* [Requirement] All entries should be output exactly as they stand.

══════════

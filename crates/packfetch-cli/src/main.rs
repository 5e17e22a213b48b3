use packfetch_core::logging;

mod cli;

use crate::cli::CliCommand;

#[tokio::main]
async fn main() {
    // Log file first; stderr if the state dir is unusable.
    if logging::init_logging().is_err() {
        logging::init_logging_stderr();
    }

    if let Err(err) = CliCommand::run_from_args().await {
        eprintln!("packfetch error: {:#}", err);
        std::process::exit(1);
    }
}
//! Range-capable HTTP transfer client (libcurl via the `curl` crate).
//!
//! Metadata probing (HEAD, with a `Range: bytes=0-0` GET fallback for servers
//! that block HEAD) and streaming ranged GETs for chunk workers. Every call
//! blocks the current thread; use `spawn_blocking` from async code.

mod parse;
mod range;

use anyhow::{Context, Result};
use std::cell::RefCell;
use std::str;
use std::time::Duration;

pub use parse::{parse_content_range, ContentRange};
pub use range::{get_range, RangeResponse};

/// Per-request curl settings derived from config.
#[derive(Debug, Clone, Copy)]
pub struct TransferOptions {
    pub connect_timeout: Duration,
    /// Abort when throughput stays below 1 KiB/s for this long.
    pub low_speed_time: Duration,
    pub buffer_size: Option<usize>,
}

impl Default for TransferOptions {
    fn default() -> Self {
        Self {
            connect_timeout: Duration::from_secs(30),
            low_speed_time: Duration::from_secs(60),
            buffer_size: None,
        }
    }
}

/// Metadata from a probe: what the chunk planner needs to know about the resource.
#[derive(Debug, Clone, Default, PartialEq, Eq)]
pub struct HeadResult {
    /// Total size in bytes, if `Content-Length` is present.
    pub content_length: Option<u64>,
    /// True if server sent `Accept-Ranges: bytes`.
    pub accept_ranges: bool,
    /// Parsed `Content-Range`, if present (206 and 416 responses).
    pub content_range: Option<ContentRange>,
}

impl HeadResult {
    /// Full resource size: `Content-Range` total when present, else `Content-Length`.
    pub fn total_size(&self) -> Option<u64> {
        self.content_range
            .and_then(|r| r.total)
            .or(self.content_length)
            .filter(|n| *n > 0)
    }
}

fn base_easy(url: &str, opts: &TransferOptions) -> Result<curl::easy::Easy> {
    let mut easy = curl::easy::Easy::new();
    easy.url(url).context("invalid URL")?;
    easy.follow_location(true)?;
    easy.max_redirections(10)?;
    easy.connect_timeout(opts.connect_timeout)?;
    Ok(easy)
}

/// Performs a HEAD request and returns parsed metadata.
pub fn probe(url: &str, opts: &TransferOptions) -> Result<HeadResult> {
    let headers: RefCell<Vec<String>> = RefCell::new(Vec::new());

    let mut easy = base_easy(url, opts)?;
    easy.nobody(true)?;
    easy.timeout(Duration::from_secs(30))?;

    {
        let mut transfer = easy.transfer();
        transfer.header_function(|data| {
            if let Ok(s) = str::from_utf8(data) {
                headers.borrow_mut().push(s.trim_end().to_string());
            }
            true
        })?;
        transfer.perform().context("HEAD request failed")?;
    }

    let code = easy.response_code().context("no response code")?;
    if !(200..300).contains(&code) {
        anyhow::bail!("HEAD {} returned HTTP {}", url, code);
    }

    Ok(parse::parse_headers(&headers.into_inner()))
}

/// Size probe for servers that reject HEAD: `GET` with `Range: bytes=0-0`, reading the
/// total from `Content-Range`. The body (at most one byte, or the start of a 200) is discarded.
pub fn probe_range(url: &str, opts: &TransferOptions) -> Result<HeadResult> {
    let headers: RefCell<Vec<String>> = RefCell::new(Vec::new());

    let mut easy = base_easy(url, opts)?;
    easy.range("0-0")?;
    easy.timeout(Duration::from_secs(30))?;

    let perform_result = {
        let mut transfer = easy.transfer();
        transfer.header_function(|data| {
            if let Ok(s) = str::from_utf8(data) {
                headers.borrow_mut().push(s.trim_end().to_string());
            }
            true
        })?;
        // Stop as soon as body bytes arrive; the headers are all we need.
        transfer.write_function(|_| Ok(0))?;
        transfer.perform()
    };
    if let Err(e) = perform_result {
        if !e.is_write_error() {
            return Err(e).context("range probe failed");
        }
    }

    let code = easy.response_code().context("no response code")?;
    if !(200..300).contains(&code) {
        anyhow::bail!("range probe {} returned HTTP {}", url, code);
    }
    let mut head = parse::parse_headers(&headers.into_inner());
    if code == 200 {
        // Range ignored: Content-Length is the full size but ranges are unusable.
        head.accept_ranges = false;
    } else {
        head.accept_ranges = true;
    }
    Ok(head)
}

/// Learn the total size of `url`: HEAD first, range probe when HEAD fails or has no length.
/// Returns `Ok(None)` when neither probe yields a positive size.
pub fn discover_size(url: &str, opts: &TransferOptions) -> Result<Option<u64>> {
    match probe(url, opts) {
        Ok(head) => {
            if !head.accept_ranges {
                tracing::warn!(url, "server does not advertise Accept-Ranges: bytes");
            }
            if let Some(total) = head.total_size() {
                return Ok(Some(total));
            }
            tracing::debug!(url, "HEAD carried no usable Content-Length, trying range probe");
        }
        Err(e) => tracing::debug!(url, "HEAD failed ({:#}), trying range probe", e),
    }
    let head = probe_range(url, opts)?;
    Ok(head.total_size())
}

══════════

* [Exercise output]
filename crates/packfetch-cli/src/main.rs
repository 5e17e22a213b48b3
use packfetch_core::logging;

mod cli;

use crate::cli::CliCommand;

#[tokio::main]
async fn main() {
    // Log file first; stderr if the state dir is unusable.
    if logging::init_logging().is_err() {
        logging::init_logging_stderr();
    }

    if let Err(err) = CliCommand::run_from_args().await {
        eprintln!("packfetch error: {:#}", err);
        std::process::exit(1);
    }
}
//! Range-capable HTTP transfer client (libcurl via the `curl` crate).
//!
//! Metadata probing (HEAD, with a `Range: bytes=0-0` GET fallback for servers
//! that block HEAD) and streaming ranged GETs for chunk workers. Every call
//! blocks the current thread; use `spawn_blocking` from async code.

mod parse;
mod range;

use anyhow::{Context, Result};
use std::cell::RefCell;
use std::str;
use std::time::Duration;

pub use parse::{parse_content_range, ContentRange};
pub use range::{get_range, RangeResponse};

/// Per-request curl settings derived from config.
#[derive(Debug, Clone, Copy)]
pub struct TransferOptions {
    pub connect_timeout: Duration,
    /// Abort when throughput stays below 1 KiB/s for this long.
    pub low_speed_time: Duration,
    pub buffer_size: Option<usize>,
}

impl Default for TransferOptions {
    fn default() -> Self {
        Self {
            connect_timeout: Duration::from_secs(30),
            low_speed_time: Duration::from_secs(60),
            buffer_size: None,
        }
    }
}

/// Metadata from a probe: what the chunk planner needs to know about the resource.
#[derive(Debug, Clone, Default, PartialEq, Eq)]
pub struct HeadResult {
    /// Total size in bytes, if `Content-Length` is present.
    pub content_length: Option<u64>,
    /// True if server sent `Accept-Ranges: bytes`.
    pub accept_ranges: bool,
    /// Parsed `Content-Range`, if present (206 and 416 responses).
    pub content_range: Option<ContentRange>,
}

impl HeadResult {
    /// Full resource size: `Content-Range` total when present, else `Content-Length`.
    pub fn total_size(&self) -> Option<u64> {
        self.content_range
            .and_then(|r| r.total)
            .or(self.content_length)
            .filter(|n| *n > 0)
    }
}

fn base_easy(url: &str, opts: &TransferOptions) -> Result<curl::easy::Easy> {
    let mut easy = curl::easy::Easy::new();
    easy.url(url).context("invalid URL")?;
    easy.follow_location(true)?;
    easy.max_redirections(10)?;
    easy.connect_timeout(opts.connect_timeout)?;
    Ok(easy)
}

/// Performs a HEAD request and returns parsed metadata.
pub fn probe(url: &str, opts: &TransferOptions) -> Result<HeadResult> {
    let headers: RefCell<Vec<String>> = RefCell::new(Vec::new());

    let mut easy = base_easy(url, opts)?;
    easy.nobody(true)?;
    easy.timeout(Duration::from_secs(30))?;

    {
        let mut transfer = easy.transfer();
        transfer.header_function(|data| {
            if let Ok(s) = str::from_utf8(data) {
                headers.borrow_mut().push(s.trim_end().to_string());
            }
            true
        })?;
        transfer.perform().context("HEAD request failed")?;
    }

    let code = easy.response_code().context("no response code")?;
    if !(200..300).contains(&code) {
        anyhow::bail!("HEAD {} returned HTTP {}", url, code);
    }

    Ok(parse::parse_headers(&headers.into_inner()))
}

/// Size probe for servers that reject HEAD: `GET` with `Range: bytes=0-0`, reading the
/// total from `Content-Range`. The body (at most one byte, or the start of a 200) is discarded.
pub fn probe_range(url: &str, opts: &TransferOptions) -> Result<HeadResult> {
    let headers: RefCell<Vec<String>> = RefCell::new(Vec::new());

    let mut easy = base_easy(url, opts)?;
    easy.range("0-0")?;
    easy.timeout(Duration::from_secs(30))?;

    let perform_result = {
        let mut transfer = easy.transfer();
        transfer.header_function(|data| {
            if let Ok(s) = str::from_utf8(data) {
                headers.borrow_mut().push(s.trim_end().to_string());
            }
            true
        })?;
        // Stop as soon as body bytes arrive; the headers are all we need.
        transfer.write_function(|_| Ok(0))?;
        transfer.perform()
    };
    if let Err(e) = perform_result {
        if !e.is_write_error() {
            return Err(e).context("range probe failed");
        }
    }

    let code = easy.response_code().context("no response code")?;
    if !(200..300).contains(&code) {
        anyhow::bail!("range probe {} returned HTTP {}", url, code);
    }
    let mut head = parse::parse_headers(&headers.into_inner());
    if code == 200 {
        // Range ignored: Content-Length is the full size but ranges are unusable.
        head.accept_ranges = false;
    } else {
        head.accept_ranges = true;
    }
    Ok(head)
}

/// Learn the total size of `url`: HEAD first, range probe when HEAD fails or has no length.
/// Returns `Ok(None)` when neither probe yields a positive size.
pub fn discover_size(url: &str, opts: &TransferOptions) -> Result<Option<u64>> {
    match probe(url, opts) {
        Ok(head) => {
            if !head.accept_ranges {
                tracing::warn!(url, "server does not advertise Accept-Ranges: bytes");
            }
            if let Some(total) = head.total_size() {
                return Ok(Some(total));
            }
            tracing::debug!(url, "HEAD carried no usable Content-Length, trying range probe");
        }
        Err(e) => tracing::debug!(url, "HEAD failed ({:#}), trying range probe", e),
    }
    let head = probe_range(url, opts)?;
    Ok(head.total_size())
}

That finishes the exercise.